Özet : Davacı, dava dilekçesi ile, kaza nedeniyle oluşan hasar ve araç değer kaybı olarak toplam 11.771,50 TL tazminatın davalıdan tahsilini talep etmiş; istenen tazminat yönünden temerrüt faizi talebinde bulunmamış; sadece bilirkişi raporuna beyan konulu 15.04.2010 tarihli dilekçesinde, kusur oranlarına göre saptanan 9.016,00 TL’nin, kaza tarihinden işleyecek yasal faiziyle birlikte davalıdan tahsili talebinde bulunmuş olup dava açarken istemediği temerrüt faizi için harcını yatırarak dava dilekçesini ıslah etme yoluna da gitmemiştir. 6100 sayılı HMK’nun 26/1 maddesindeki “Hâkim, tarafların talep sonuçlarıyla bağlıdır; ondan fazlasına veya başka bir şeye karar veremez.
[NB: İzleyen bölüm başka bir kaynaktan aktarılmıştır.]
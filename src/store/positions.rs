//! `position` + `fill`: executor-side operations.
//!
//! The exit engine owns its own transactional statements in
//! `crate::exit_engine`; this module covers opening positions and the
//! queries shared across workers.

use rusqlite::{params, Connection, OptionalExtension};

#[derive(Debug, Clone)]
pub struct NewPosition {
    pub id: String,
    pub opened_at: i64,
    pub pool: String,
    pub token: String,
    pub size: f64,
    pub entry_px: f64,
    pub slippage_bps: i64,
    pub signal_type: String,
    pub reason: Option<String>,
    /// JSON object; must carry `signal_id` for the executor dedup invariant.
    pub meta: String,
    /// Chain reference of the entry trade, NULL until a live venue fills it.
    pub entry_tx: Option<String>,
}

#[derive(Debug, Clone)]
pub struct OpenPosition {
    pub id: String,
    pub pool: String,
    pub size: f64,
    pub entry_px: f64,
}

/// True when some position already references this signal id in its meta.
pub fn exists_for_signal(conn: &Connection, signal_id: &str) -> Result<bool, rusqlite::Error> {
    let found: Option<i64> = conn
        .query_row(
            "SELECT 1 FROM position WHERE json_extract(meta, '$.signal_id') = ?1 LIMIT 1",
            params![signal_id],
            |row| row.get(0),
        )
        .optional()?;
    Ok(found.is_some())
}

/// Open a position and record its entry fill in one transaction.
pub fn open_with_entry_fill(
    conn: &mut Connection,
    position: &NewPosition,
) -> Result<(), rusqlite::Error> {
    let tx = conn.transaction()?;
    tx.execute(
        "INSERT INTO position (
             id, opened_at, pool, token, size, entry_px, slippage_bps,
             state, status, signal_type, reason, entry_price, meta
         ) VALUES (?1, ?2, ?3, ?4, ?5, ?6, ?7, 'OPEN', 'open', ?8, ?9, ?10, ?11)",
        params![
            position.id,
            position.opened_at,
            position.pool,
            position.token,
            position.size,
            position.entry_px,
            position.slippage_bps,
            position.signal_type,
            position.reason,
            position.entry_px,
            position.meta,
        ],
    )?;
    tx.execute(
        "INSERT INTO fill (ts, pos_id, side, px, qty, tx)
         VALUES (?1, ?2, 'entry', ?3, ?4, ?5)",
        params![
            position.opened_at,
            position.id,
            position.entry_px,
            position.size,
            position.entry_tx,
        ],
    )?;
    tx.commit()
}

pub fn open_positions(conn: &Connection) -> Result<Vec<OpenPosition>, rusqlite::Error> {
    let mut stmt = conn.prepare(
        "SELECT id, pool, size, entry_px FROM position WHERE state = 'OPEN' ORDER BY opened_at ASC",
    )?;
    let rows = stmt.query_map([], |row| {
        Ok(OpenPosition {
            id: row.get(0)?,
            pool: row.get(1)?,
            size: row.get(2)?,
            entry_px: row.get(3)?,
        })
    })?;
    rows.collect()
}

#[cfg(test)]
mod tests {
    use super::*;
    use crate::db;
    use tempfile::NamedTempFile;

    fn test_conn() -> (NamedTempFile, Connection) {
        let temp = NamedTempFile::new().unwrap();
        let conn = db::open_and_migrate(temp.path().to_str().unwrap()).unwrap();
        (temp, conn)
    }

    fn paper_position(id: &str, signal_id: &str) -> NewPosition {
        NewPosition {
            id: id.to_string(),
            opened_at: 1_700_000_000,
            pool: "pool_a".to_string(),
            token: "SOL".to_string(),
            size: 0.0,
            entry_px: 1.0,
            slippage_bps: 0,
            signal_type: "long".to_string(),
            reason: Some("test".to_string()),
            meta: format!(
                r#"{{"signal_id":"{}","source":"detector_signal","mode":"paper"}}"#,
                signal_id
            ),
            entry_tx: None,
        }
    }

    #[test]
    fn test_open_records_position_and_entry_fill() {
        let (_temp, mut conn) = test_conn();
        open_with_entry_fill(&mut conn, &paper_position("pos1", "41")).unwrap();

        let (state, status, entry_price): (String, String, f64) = conn
            .query_row(
                "SELECT state, status, entry_price FROM position WHERE id = 'pos1'",
                [],
                |r| Ok((r.get(0)?, r.get(1)?, r.get(2)?)),
            )
            .unwrap();
        assert_eq!(state, "OPEN");
        assert_eq!(status, "open");
        assert_eq!(entry_price, 1.0);

        let (side, px, qty): (String, f64, f64) = conn
            .query_row(
                "SELECT side, px, qty FROM fill WHERE pos_id = 'pos1'",
                [],
                |r| Ok((r.get(0)?, r.get(1)?, r.get(2)?)),
            )
            .unwrap();
        assert_eq!(side, "entry");
        assert_eq!(px, 1.0);
        assert_eq!(qty, 0.0);
    }

    #[test]
    fn test_signal_dedup_lookup() {
        let (_temp, mut conn) = test_conn();
        open_with_entry_fill(&mut conn, &paper_position("pos1", "41")).unwrap();

        assert!(exists_for_signal(&conn, "41").unwrap());
        assert!(!exists_for_signal(&conn, "42").unwrap());
    }

    #[test]
    fn test_open_positions_excludes_closed() {
        let (_temp, mut conn) = test_conn();
        open_with_entry_fill(&mut conn, &paper_position("pos1", "41")).unwrap();
        open_with_entry_fill(&mut conn, &paper_position("pos2", "42")).unwrap();
        conn.execute("UPDATE position SET state = 'CLOSED' WHERE id = 'pos1'", [])
            .unwrap();

        let open = open_positions(&conn).unwrap();
        assert_eq!(open.len(), 1);
        assert_eq!(open[0].id, "pos2");
    }
}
Duruma göre, talep sonucundan daha azına karar verebilir” düzenlemesi göz önünde bulundurulduğunda; davacı tarafın talebi aşılarak, dava dilekçesinde ya da dava dilekçesinin ıslahı suretiyle, temerrüt faizi talep edilmediği halde, temerrüt faizinin de hüküm altına alınması doğru görülmemiş ve bozmayı gerektirmiştir.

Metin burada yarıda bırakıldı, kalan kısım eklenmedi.